== YOUR OBJECTIVE ==
What is the number of lines in the entries that contain the word "splits"? Reply with that number only.
(RECORD SET Opens)
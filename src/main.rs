use anyhow::{Context, Result};
use clap::Parser;

use rs_pkm_motion::demo::DemoRegistry;
use rs_pkm_motion::hardware::SimulatedDriver;
use rs_pkm_motion::kinematic_traits::MoveKind;
use rs_pkm_motion::motion_error::MotionError;
use rs_pkm_motion::robot::{Robot, RobotVariant};
use rs_pkm_motion::utils::dump_pose;

/// Drives one demonstration trajectory on a simulated robot and prints the
/// poses it passes through. Useful for eyeballing the kinematics without
/// hardware attached.
#[derive(Parser)]
#[command(version, about)]
struct Args {
    /// Robot geometry: delta, quattro or 6rus
    #[arg(default_value = "quattro")]
    robot: String,

    /// Demo program to run (default: random pick)
    #[arg(short, long)]
    program: Option<String>,
}

fn main() -> Result<()> {
    tracing_subscriber::fmt().with_max_level(tracing::Level::DEBUG).init();

    let args = Args::parse();
    let variant: RobotVariant = args.robot.parse()?;

    let driver = SimulatedDriver::new(match variant {
        RobotVariant::Delta => 3,
        RobotVariant::Quattro => 4,
        RobotVariant::SixRus => 6,
    });
    let mut robot = Robot::build(variant, Box::new(driver));

    robot.home("90").context("homing the reference pose")?;
    println!("Homed at:");
    dump_pose(robot.home_pose());

    let registry = DemoRegistry::standard();
    let (name, waypoints) = match &args.program {
        Some(name) => (
            name.as_str(),
            registry
                .generate(robot.dof(), name)
                .with_context(|| format!("no demo program named '{}'", name))?,
        ),
        None => registry
            .choose(robot.dof())
            .context("no demo programs for this geometry")?,
    };

    println!("Running '{}' ({} waypoints):", name, waypoints.len());
    for (pose, kind) in &waypoints {
        let result = match kind {
            MoveKind::Ptp => robot.mov(pose),
            MoveKind::Linear => robot.mov_lin(pose, 10.0, 3.0, None),
        };
        match result {
            Ok(()) => dump_pose(robot.current_pose()),
            Err(MotionError::WorkspaceViolation) => {
                println!("  (waypoint outside the workspace, skipped)")
            }
            Err(other) => return Err(other.into()),
        }
    }

    println!("Final step counts: {:?}", robot.current_steps());
    Ok(())
}
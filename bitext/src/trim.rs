//! Reshaping of a single token id sequence: truncation, sentinel wrapping, padding and masking.
//!
//! Everything here is a pure function over one sequence.  Batch level decisions, like which
//! length to pad to, belong to [`crate::BatchIterator`].
use crate::{InvalidLengthSnafu, Mask, Result, TokenId};
use snafu::OptionExt;

/// Whether a sequence gets wrapped in begin/end sentinel ids when it's truncated.
#[derive(Clone, Copy, Debug, Eq, PartialEq)]
pub enum WrapPolicy {
    /// Content only.  Source sequences are never wrapped.
    NoWrap,

    /// `[bos_id] + content + [eos_id]`.
    ///
    /// `bos_id` is whatever the consuming model starts decoding from, which isn't always the
    /// tokenizer's begin-of-sequence id.  See [`crate::DecoderStart`].
    WrapWith { bos_id: TokenId, eos_id: TokenId },
}

impl WrapPolicy {
    /// Number of positions the sentinels take up.
    pub fn overhead(&self) -> usize {
        match self {
            WrapPolicy::NoWrap => 0,
            WrapPolicy::WrapWith { .. } => 2,
        }
    }
}

/// Truncate `seq` so that it fits in `max_len` positions, wrapping it according to `wrap`.
///
/// When wrapping, two of the `max_len` positions are reserved for the sentinels.  Content that
/// doesn't fit is dropped from the end, never from the front.
///
/// Fails with [`crate::BitextError::InvalidLength`] if `max_len` can't even hold the sentinels.
pub fn truncate(seq: &[TokenId], max_len: usize, wrap: WrapPolicy) -> Result<Vec<TokenId>> {
    let budget = ensure_fits_sentinels(max_len, wrap)?;

    let content = &seq[..seq.len().min(budget)];

    Ok(match wrap {
        WrapPolicy::NoWrap => content.to_vec(),
        WrapPolicy::WrapWith { bos_id, eos_id } => {
            let mut wrapped = Vec::with_capacity(content.len() + 2);
            wrapped.push(bos_id);
            wrapped.extend_from_slice(content);
            wrapped.push(eos_id);
            wrapped
        }
    })
}

/// The number of content positions left in `max_len` once the sentinels are accounted for.
pub(crate) fn ensure_fits_sentinels(max_len: usize, wrap: WrapPolicy) -> Result<usize> {
    max_len
        .checked_sub(wrap.overhead())
        .context(InvalidLengthSnafu {
            max_len,
            required: wrap.overhead(),
        })
}

/// Pad `seq` with `pad_id` up to `target_len`, returning the padded sequence and its mask.
///
/// This never shortens anything.  A sequence already at least `target_len` long comes back as it
/// was, with a mask of all ones.
pub fn pad_and_mask(mut seq: Vec<TokenId>, target_len: usize, pad_id: TokenId) -> (Vec<TokenId>, Mask) {
    let len = seq.len();
    let padded_len = len.max(target_len);

    let mut mask = Vec::with_capacity(padded_len);
    mask.resize(len, 1);
    mask.resize(padded_len, 0);

    seq.resize(padded_len, pad_id);

    (seq, mask)
}

/// [`truncate`] then [`pad_and_mask`] to the same length.
///
/// The ids and mask that come back always have the same length.
pub fn trim(
    seq: &[TokenId],
    target_len: usize,
    pad_id: TokenId,
    wrap: WrapPolicy,
) -> Result<(Vec<TokenId>, Mask)> {
    let ids = truncate(seq, target_len, wrap)?;

    Ok(pad_and_mask(ids, target_len, pad_id))
}

#[cfg(test)]
mod tests {
    use super::*;
    use crate::BitextError;
    use assert_matches::assert_matches;
    use proptest::prelude::*;

    const WRAP: WrapPolicy = WrapPolicy::WrapWith {
        bos_id: 1,
        eos_id: 2,
    };

    #[test]
    fn truncates_without_padding() {
        assert_eq!(
            (vec![100, 200, 300, 400], vec![1, 1, 1, 1]),
            trim(&[100, 200, 300, 400, 500], 4, 9, WrapPolicy::NoWrap).unwrap()
        );
    }

    #[test]
    fn pads_short_sequences() {
        assert_eq!(
            (
                vec![100, 200, 300, 400, 500, 9, 9, 9, 9],
                vec![1, 1, 1, 1, 1, 0, 0, 0, 0]
            ),
            trim(&[100, 200, 300, 400, 500], 9, 9, WrapPolicy::NoWrap).unwrap()
        );
    }

    #[test]
    fn wrapping_reserves_room_for_sentinels() {
        assert_eq!(
            (vec![1, 100, 200, 2], vec![1, 1, 1, 1]),
            trim(&[100, 200, 300, 400, 500], 4, 9, WRAP).unwrap()
        );
    }

    #[test]
    fn truncation_drops_from_the_end() {
        assert_eq!(vec![7, 8], truncate(&[7, 8, 9], 2, WrapPolicy::NoWrap).unwrap());
        assert_eq!(vec![1, 7, 2], truncate(&[7, 8, 9], 3, WRAP).unwrap());
    }

    #[test]
    fn empty_sequences() {
        assert_eq!(
            (vec![0, 0, 0], vec![0, 0, 0]),
            trim(&[], 3, 0, WrapPolicy::NoWrap).unwrap()
        );
        assert_eq!(
            (vec![1, 2, 0], vec![1, 1, 0]),
            trim(&[], 3, 0, WRAP).unwrap()
        );
        assert_eq!(
            (Vec::<TokenId>::new(), Vec::<u8>::new()),
            trim(&[], 0, 0, WrapPolicy::NoWrap).unwrap()
        );
    }

    #[test]
    fn exactly_two_positions_holds_only_sentinels() {
        assert_eq!(vec![1, 2], truncate(&[5, 6], 2, WRAP).unwrap());
    }

    #[test]
    fn too_short_for_sentinels_is_rejected() {
        assert_matches!(
            truncate(&[5, 6], 1, WRAP),
            Err(BitextError::InvalidLength {
                max_len: 1,
                required: 2
            })
        );
        assert_matches!(
            trim(&[], 0, 0, WRAP),
            Err(BitextError::InvalidLength { .. })
        );
    }

    #[test]
    fn padding_never_shortens() {
        assert_eq!(
            (vec![4, 5, 6], vec![1, 1, 1]),
            pad_and_mask(vec![4, 5, 6], 2, 0)
        );
    }

    fn wrap_strategy() -> impl Strategy<Value = WrapPolicy> {
        prop_oneof![
            Just(WrapPolicy::NoWrap),
            (0usize..10, 0usize..10).prop_map(|(bos_id, eos_id)| WrapPolicy::WrapWith { bos_id, eos_id }),
        ]
    }

    proptest! {
        #[test]
        fn padding_is_idempotent(seq in prop::collection::vec(10usize..1000, 0..32), extra in 0usize..16) {
            let target_len = seq.len() + extra;
            let (once, _) = pad_and_mask(seq, target_len, 0);
            let (twice, twice_mask) = pad_and_mask(once.clone(), target_len, 0);

            // Already full length, so nothing is added and every position counts as content
            prop_assert_eq!(&once, &twice);
            prop_assert!(twice_mask.iter().all(|&m| m == 1));
        }

        #[test]
        fn ids_and_mask_have_the_same_length(
            seq in prop::collection::vec(10usize..1000, 0..32),
            target_len in 2usize..40,
            wrap in wrap_strategy(),
        ) {
            let (ids, mask) = trim(&seq, target_len, 0, wrap).unwrap();

            prop_assert_eq!(ids.len(), mask.len());
            prop_assert_eq!(ids.len(), target_len);
            prop_assert!(mask.iter().all(|&m| m <= 1));
        }

        #[test]
        fn wrapped_sequences_keep_their_sentinels(
            seq in prop::collection::vec(10usize..1000, 0..32),
            max_len in 3usize..40,
        ) {
            let ids = truncate(&seq, max_len, WRAP).unwrap();

            prop_assert_eq!(ids.first(), Some(&1));
            prop_assert_eq!(ids.last(), Some(&2));
            prop_assert!(ids.len() <= max_len);
        }

        #[test]
        fn mask_marks_exactly_the_non_padding_positions(
            seq in prop::collection::vec(10usize..1000, 0..32),
            target_len in 0usize..40,
        ) {
            let original_len = seq.len();
            let (ids, mask) = pad_and_mask(seq, target_len, 0);

            for (i, (&id, &m)) in ids.iter().zip(mask.iter()).enumerate() {
                prop_assert_eq!(m == 1, i < original_len);
                prop_assert_eq!(id == 0, i >= original_len);
            }
        }
    }
}
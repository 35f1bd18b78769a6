//! Bitext turns a line-aligned parallel corpus into batches of token ids for training
//! sequence-to-sequence models.
//!
//! The moving parts, leaves first:
//!
//! - [`truncate`], [`pad_and_mask`] and [`trim`] reshape one token id sequence.
//! - A [`Tokenizer`] turns text into ids.  Tokenizers for SentencePiece style vocabularies and
//!   for the `tiktoken` encodings are included.
//! - [`BatchIterator`] walks a range of a [`ParallelCorpus`] in fixed size chunks, producing a
//!   [`BatchRecord`] of padded ids and attention masks for each chunk.
//! - [`Pipeline`] wires all of that up from a [`PipelineConfig`] file, with one iterator per
//!   train/validation/test [`Split`].
mod batch;
mod config;
mod corpus;
mod decode;
mod error;
mod pipeline;
mod progress;
mod split;
mod token;
mod tokenizer;
mod training;
mod trim;

pub use batch::*;
pub use config::*;
pub use corpus::*;
pub use decode::*;
pub use error::*;
pub use pipeline::*;
pub use progress::*;
pub use split::*;
pub use token::*;
pub use tokenizer::*;
pub use training::*;
pub use trim::*;

pub type Result<T> = std::result::Result<T, BitextError>;

#[cfg(test)]
pub mod test_helpers {
    use std::sync::OnceLock;
    use tracing_subscriber::{fmt::format::FmtSpan, EnvFilter};

    static TRACING: OnceLock<()> = OnceLock::new();

    /// Initialize tracing for tests with a stdout subscriber.
    /// Safe to call multiple times - will only initialize once.
    pub fn init_test_logging() {
        TRACING.get_or_init(|| {
            let filter = std::env::var("RUST_LOG")
                .map(EnvFilter::new)
                .unwrap_or_else(|_| EnvFilter::new("debug"));

            tracing_subscriber::fmt()
                .with_env_filter(filter)
                .with_span_events(FmtSpan::CLOSE)
                .with_test_writer()
                .try_init()
                .ok();
        });
    }
}
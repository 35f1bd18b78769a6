use crate::{Result, Tokenizer, UnknownPieceSnafu};
use serde::{Deserialize, Serialize};
use snafu::OptionExt;

/// A token id, which is the index of a subword unit in a tokenizer's vocabulary.
///
/// Ids only mean something relative to the tokenizer that produced them; the source and target
/// sides of a corpus usually have separate vocabularies so the same integer can stand for
/// unrelated pieces on each side.
pub type TokenId = usize;

/// An attention mask row.  `1` marks a real token, `0` marks padding.
pub type Mask = Vec<u8>;

/// The names of the sentinel pieces in a tokenizer's vocabulary.
///
/// These default to the SentencePiece conventions.
#[derive(Clone, Debug, Eq, PartialEq, Serialize, Deserialize)]
#[serde(default)]
pub struct SpecialPieces {
    pub bos: String,
    pub eos: String,
    pub pad: String,
}

impl Default for SpecialPieces {
    fn default() -> Self {
        Self {
            bos: "<s>".to_string(),
            eos: "</s>".to_string(),
            pad: "<pad>".to_string(),
        }
    }
}

/// The sentinel ids for one side of the corpus, resolved against that side's tokenizer.
#[derive(Clone, Copy, Debug, Eq, PartialEq, Serialize, Deserialize)]
pub struct SpecialTokens {
    pub bos_id: TokenId,
    pub eos_id: TokenId,
    pub pad_id: TokenId,
}

impl SpecialTokens {
    /// Look up each of the sentinel pieces in the tokenizer's vocabulary.
    ///
    /// Fails if any of them isn't a single piece in the vocabulary.
    pub fn resolve(tokenizer: &dyn Tokenizer, pieces: &SpecialPieces) -> Result<Self> {
        let lookup = |piece: &str| {
            tokenizer.piece_to_id(piece).context(UnknownPieceSnafu {
                piece: piece.to_string(),
            })
        };

        Ok(Self {
            bos_id: lookup(&pieces.bos)?,
            eos_id: lookup(&pieces.eos)?,
            pad_id: lookup(&pieces.pad)?,
        })
    }
}

/// Which id the decoder sees as the first position of every target sequence.
///
/// Most sequence-to-sequence models want the real begin-of-sequence id here, but some
/// encoder-decoder families (T5 among them) are trained to start decoding from the padding id.
#[derive(
    Clone,
    Copy,
    Debug,
    Default,
    Eq,
    PartialEq,
    Serialize,
    Deserialize,
    strum::EnumString,
    strum::EnumVariantNames,
    strum::Display,
)]
#[serde(rename_all = "snake_case")]
#[strum(serialize_all = "snake_case")]
pub enum DecoderStart {
    #[default]
    Bos,
    Pad,
}

impl DecoderStart {
    pub fn begin_id(self, specials: &SpecialTokens) -> TokenId {
        match self {
            DecoderStart::Bos => specials.bos_id,
            DecoderStart::Pad => specials.pad_id,
        }
    }
}
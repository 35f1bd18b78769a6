use anyhow::Context;
use bitext::{BatchRecord, Language, Pipeline, PipelineConfig, Split};
use clap::{Args, Parser, Subcommand};
use std::io::Write;
use std::path::PathBuf;
use std::process::exit;
use strum::IntoEnumIterator;
use tracing::*;
use tracing_subscriber::{filter::LevelFilter, EnvFilter, FmtSubscriber};

#[derive(Parser)]
#[command(author, version, about, long_about = None)]
struct Cli {
    #[command(flatten)]
    globals: Globals,

    #[command(subcommand)]
    command: Commands,
}

#[derive(Args)]
struct Globals {
    /// Pipeline config file describing the corpus, tokenizers and batch sizes
    #[arg(short, long, value_name = "FILE", global = true, env = "BXT_CONFIG")]
    config: Option<PathBuf>,

    /// Turn debugging information on
    #[arg(short, long, action = clap::ArgAction::Count, global = true)]
    debug: u8,
}

#[derive(Subcommand)]
enum Commands {
    /// Summarize the batches of each split: row counts and padded widths
    Stats {
        /// Only report on this split (train, val or test)
        #[arg(long)]
        split: Option<Split>,
    },

    /// Write the batches of a split to stdout, one JSON object per line
    Dump {
        /// Which split to dump (train, val or test)
        #[arg(long, default_value_t = Split::Train)]
        split: Split,

        /// Stop after this many batches
        #[arg(long)]
        limit: Option<usize>,
    },

    /// Show the ids and mask one sentence gets, as a batch of its own
    Encode {
        /// Which side's tokenizer and wrapping to use (source or target)
        #[arg(long, default_value_t = Language::Source)]
        side: Language,

        text: String,
    },
}

/// Min, max and mean of the padded widths of one side over a split
#[derive(Default)]
struct WidthStats {
    min: usize,
    max: usize,
    total: usize,
    batches: usize,
}

impl WidthStats {
    fn add(&mut self, width: usize) {
        self.min = if self.batches == 0 {
            width
        } else {
            self.min.min(width)
        };
        self.max = self.max.max(width);
        self.total += width;
        self.batches += 1;
    }

    fn mean(&self) -> f64 {
        if self.batches == 0 {
            0.0
        } else {
            self.total as f64 / self.batches as f64
        }
    }
}

impl Commands {
    fn execute(self, globals: &Globals) -> anyhow::Result<()> {
        let config_path = globals
            .config
            .as_deref()
            .context("A pipeline config file is required; pass --config or set BXT_CONFIG")?;
        let config = PipelineConfig::load(config_path)
            .with_context(|| format!("Loading config {}", config_path.display()))?;
        let pipeline = Pipeline::from_config(&config)?;

        use Commands::*;
        match self {
            Stats { split } => {
                let splits: Vec<Split> = match split {
                    Some(split) => vec![split],
                    None => Split::iter().collect(),
                };

                for split in splits {
                    let batches = pipeline.batches(split)?;
                    let mut rows = 0;
                    let mut source = WidthStats::default();
                    let mut target = WidthStats::default();

                    for batch in &batches {
                        let batch = batch?;
                        rows += batch.rows();
                        source.add(batch.source_width());
                        target.add(batch.target_width());
                    }

                    println!(
                        "{split}: {rows} rows in {} batches of up to {}",
                        batches.len(),
                        batches.batch_size()
                    );
                    for (name, stats) in [("source", &source), ("target", &target)] {
                        println!(
                            "  {name} width: min {} max {} mean {:.1}",
                            stats.min,
                            stats.max,
                            stats.mean()
                        );
                    }
                }
            }
            Dump { split, limit } => {
                let batches = pipeline.batches(split)?;
                let stdout = std::io::stdout();
                let mut stdout = stdout.lock();

                for batch in batches.iter().take(limit.unwrap_or(usize::MAX)) {
                    let batch: BatchRecord = batch?;
                    serde_json::to_writer(&mut stdout, &batch)?;
                    writeln!(stdout)?;
                }
            }
            Encode { side, text } => {
                let (ids, mask) = pipeline.encode(side, &text)?;
                println!("ids:  {ids:?}");
                println!("mask: {mask:?}");
            }
        }

        Ok(())
    }
}

fn main() {
    let cli = Cli::parse();
    let default_log_directive = match cli.globals.debug {
        0 => LevelFilter::WARN,
        1 => LevelFilter::INFO,
        2 => LevelFilter::DEBUG,
        _ => LevelFilter::TRACE,
    };

    // JSON log events go to stderr, which keeps stdout clean for `dump`
    let subscriber = FmtSubscriber::builder()
        .with_env_filter(
            EnvFilter::builder()
                .with_default_directive(default_log_directive.into())
                .from_env_lossy(),
        )
        .json()
        .with_writer(std::io::stderr)
        .finish();

    tracing::subscriber::set_global_default(subscriber).expect("Failed to set subscriber");

    if let Err(e) = cli.command.execute(&cli.globals) {
        error!("{:#}", e);
        eprintln!("Error: {:#}", e);
        exit(1);
    } else {
        debug!("command executed successfully");
    }
}

#[cfg(test)]
mod tests {
    use super::*;

    /// Verify that there aren't any invalid attributes in the CLI specification that can only be
    /// detected at runtime
    #[test]
    fn verify_cli() {
        use clap::CommandFactory;
        Cli::command().debug_assert()
    }

    #[test]
    fn parses_split_and_side_names() {
        let cli = Cli::try_parse_from(["bxt", "-c", "p.json", "dump", "--split", "val", "--limit", "2"])
            .unwrap();
        assert!(matches!(
            cli.command,
            Commands::Dump {
                split: Split::Val,
                limit: Some(2)
            }
        ));

        let cli = Cli::try_parse_from(["bxt", "encode", "--side", "target", "hello"]).unwrap();
        assert!(matches!(
            cli.command,
            Commands::Encode {
                side: Language::Target,
                ..
            }
        ));
    }

    #[test]
    fn width_stats() {
        let mut stats = WidthStats::default();
        for width in [7, 3, 5] {
            stats.add(width);
        }

        assert_eq!(3, stats.min);
        assert_eq!(7, stats.max);
        assert_eq!(5.0, stats.mean());
    }
}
(RECORD SET Closes)
== WORKED SOLUTION ==
2